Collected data

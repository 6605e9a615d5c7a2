#![forbid(unsafe_code)]

use super::chart::{bars, sparkline};
use super::{ProjectionReport, Reporter};
use crate::error::Error;
use config::ShareOrder;
use inventory::{Category, TONNES_PER_KILOTONNE as KT, TOTAL_KEY};
use itertools::Itertools;
use std::io::Write;

const TOTAL_LABEL: &str = "total [kt]";

/// Human-readable tables and unicode charts.
#[derive(Debug, Clone)]
pub struct TextReporter {
    chart_width: u16,
    precision: usize,
    order: ShareOrder,
}

impl TextReporter {
    pub fn new(config: &config::Report) -> Self {
        let config = config.clone().clamp();
        Self {
            chart_width: config.chart_width,
            precision: usize::from(config.precision),
            order: config.order,
        }
    }

    fn ordered_groups<'a>(&self, report: &'a ProjectionReport) -> Vec<&'a Category> {
        let groups = report.group_names().into_iter();
        match self.order {
            ShareOrder::Name => groups.collect(),
            ShareOrder::Share => {
                let latest = report.summaries.last();
                let share = |g: &Category| {
                    latest
                        .and_then(|s| s.groups.share(g.as_str()))
                        .unwrap_or(0.0)
                };
                groups
                    .sorted_by(|a, b| share(*b).total_cmp(&share(*a)))
                    .collect()
            }
        }
    }

    fn shares(&self, report: &ProjectionReport, out: &mut dyn Write) -> Result<(), Error> {
        let groups = self.ordered_groups(report);
        let width = name_width(groups.iter().copied()).max(TOTAL_LABEL.len());
        let prec = self.precision;

        writeln!(out, "{} share per group [%]", report.pollutant)?;
        write!(out, "{:<width$}", "group")?;
        for summary in &report.summaries {
            write!(out, " {:>10}", summary.label())?;
        }
        writeln!(out)?;

        for group in groups {
            write!(out, "{group:<width$}")?;
            for summary in &report.summaries {
                match summary.groups.share(group.as_str()) {
                    Some(share) => write!(out, " {share:>10.prec$}")?,
                    None => write!(out, " {:>10}", "-")?,
                }
            }
            writeln!(out)?;
        }

        write!(out, "{TOTAL_LABEL:<width$}")?;
        for summary in &report.summaries {
            let total = summary.groups.get(TOTAL_KEY).unwrap_or(0.0) / KT;
            write!(out, " {total:>10.prec$}")?;
        }
        writeln!(out)?;

        if report.summaries.iter().any(|s| s.projected) {
            writeln!(out, "* projected")?;
        }
        writeln!(out)?;
        Ok(())
    }

    fn adjustments(&self, report: &ProjectionReport, out: &mut dyn Write) -> Result<(), Error> {
        if report.adjustments.is_empty() {
            return Ok(());
        }
        writeln!(out, "Adjustments")?;
        for adj in &report.adjustments {
            let reason = adj
                .reason
                .as_deref()
                .map(|r| format!(" ({r})"))
                .unwrap_or_default();
            writeln!(
                out,
                "  {} {}: -{:.1} kt{reason}",
                adj.year,
                adj.group,
                adj.removed / KT
            )?;
        }
        writeln!(out)?;
        Ok(())
    }

    /// One line per category: a sparkline over the years, then the values.
    fn category_chart(&self, report: &ProjectionReport, out: &mut dyn Write) -> Result<(), Error> {
        let categories = report.category_names();
        let width = name_width(categories.iter().copied());
        let spark_width = report.summaries.len();

        writeln!(out, "Category totals [kt]")?;
        write!(out, "{:<width$} {:spark_width$}", "category", "")?;
        for summary in &report.summaries {
            write!(out, " {:>10}", summary.label())?;
        }
        writeln!(out)?;

        for category in categories {
            let values = report
                .summaries
                .iter()
                .map(|s| s.categories.get(category.as_str()))
                .collect::<Vec<_>>();
            let line = sparkline(&values);

            write!(out, "{category:<width$} {line}")?;
            for value in values {
                match value {
                    Some(v) => write!(out, " {:>10.1}", v / KT)?,
                    None => write!(out, " {:>10}", "-")?,
                }
            }
            writeln!(out)?;
        }
        writeln!(out)?;
        Ok(())
    }

    /// Bars per group and year, all on one scale.
    fn group_chart(&self, report: &ProjectionReport, out: &mut dyn Write) -> Result<(), Error> {
        let max = report
            .summaries
            .iter()
            .flat_map(|s| s.groups.entries().values())
            .copied()
            .fold(0.0_f64, f64::max);

        writeln!(out, "Group totals [kt]")?;
        for group in self.ordered_groups(report) {
            writeln!(out, "{group}")?;
            let rows = report
                .summaries
                .iter()
                .filter_map(|s| Some((s.label(), s.groups.get(group.as_str())?)))
                .collect::<Vec<_>>();
            let lines = bars(&rows, max, self.chart_width);
            for (line, (_, value)) in lines.iter().zip(&rows) {
                writeln!(out, "  {line} {:>10.1}", value / KT)?;
            }
        }
        Ok(())
    }
}

impl Reporter for TextReporter {
    fn render(&self, report: &ProjectionReport, out: &mut dyn Write) -> Result<(), Error> {
        self.shares(report, out)?;
        self.adjustments(report, out)?;
        self.category_chart(report, out)?;
        self.group_chart(report, out)?;
        out.flush()?;
        Ok(())
    }
}

fn name_width<'a>(names: impl Iterator<Item = &'a Category>) -> usize {
    names.map(|n| n.as_str().chars().count()).max().unwrap_or(0)
}
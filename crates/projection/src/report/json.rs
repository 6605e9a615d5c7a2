#![forbid(unsafe_code)]

use super::{ProjectionReport, Reporter};
use crate::error::Error;
use std::io::Write;

/// Machine-readable report: totals, trend table, ratios and adjustments.
#[derive(Debug, Clone, Copy, Default)]
pub struct JsonReporter;

impl Reporter for JsonReporter {
    fn render(&self, report: &ProjectionReport, out: &mut dyn Write) -> Result<(), Error> {
        serde_json::to_writer_pretty(&mut *out, report)?;
        writeln!(out)?;
        out.flush()?;
        Ok(())
    }
}
#![forbid(unsafe_code)]

use std::path::PathBuf;

#[derive(Debug, thiserror::Error)]
pub enum Error {
    #[error("failed to read config file: {0}")]
    Io(#[from] std::io::Error),

    #[error("failed to parse TOML: {0}")]
    TomlDe(#[from] toml_edit::de::Error),

    #[error("failed to serialize TOML: {0}")]
    TomlSer(#[from] toml_edit::ser::Error),

    #[error("failed to extract config: {0}")]
    Figment(#[from] Box<figment::Error>),

    #[error("invalid path: {0}")]
    InvalidPath(PathBuf),

    #[error("at least two vintages are required, got {0}")]
    NotEnoughVintages(usize),

    #[error("target year {target} must lie after base year {base}")]
    InvalidTargetYear { base: i32, target: i32 },

    #[error("correction `{name}` has invalid factor {factor}")]
    InvalidFactor { name: String, factor: f64 },

    #[error("adjustment of group `{group}` has invalid amount {amount}")]
    InvalidAdjustment { group: String, amount: f64 },

    #[error("vintage {0} excludes a facility but no facility is configured")]
    MissingFacility(i32),
}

PROBLEM TO SOLVE: What is needed is every line from the beginning of the data up to and including the line with "let groups = self.ordered_groups(report);", given again word for word.

EXERCISE SOLUTION:
repository 6605e9a615d5c7a2
#![forbid(unsafe_code)]

use super::chart::{bars, sparkline};
use super::{ProjectionReport, Reporter};
use crate::error::Error;
use config::ShareOrder;
use inventory::{Category, TONNES_PER_KILOTONNE as KT, TOTAL_KEY};
use itertools::Itertools;
use std::io::Write;

const TOTAL_LABEL: &str = "total [kt]";

/// Human-readable tables and unicode charts.
#[derive(Debug, Clone)]
pub struct TextReporter {
    chart_width: u16,
    precision: usize,
    order: ShareOrder,
}

impl TextReporter {
    pub fn new(config: &config::Report) -> Self {
        let config = config.clone().clamp();
        Self {
            chart_width: config.chart_width,
            precision: usize::from(config.precision),
            order: config.order,
        }
    }

    fn ordered_groups<'a>(&self, report: &'a ProjectionReport) -> Vec<&'a Category> {
        let groups = report.group_names().into_iter();
        match self.order {
            ShareOrder::Name => groups.collect(),
            ShareOrder::Share => {
                let latest = report.summaries.last();
                let share = |g: &Category| {
                    latest
                        .and_then(|s| s.groups.share(g.as_str()))
                        .unwrap_or(0.0)
                };
                groups
                    .sorted_by(|a, b| share(*b).total_cmp(&share(*a)))
                    .collect()
            }
        }
    }

    fn shares(&self, report: &ProjectionReport, out: &mut dyn Write) -> Result<(), Error> {
        let groups = self.ordered_groups(report);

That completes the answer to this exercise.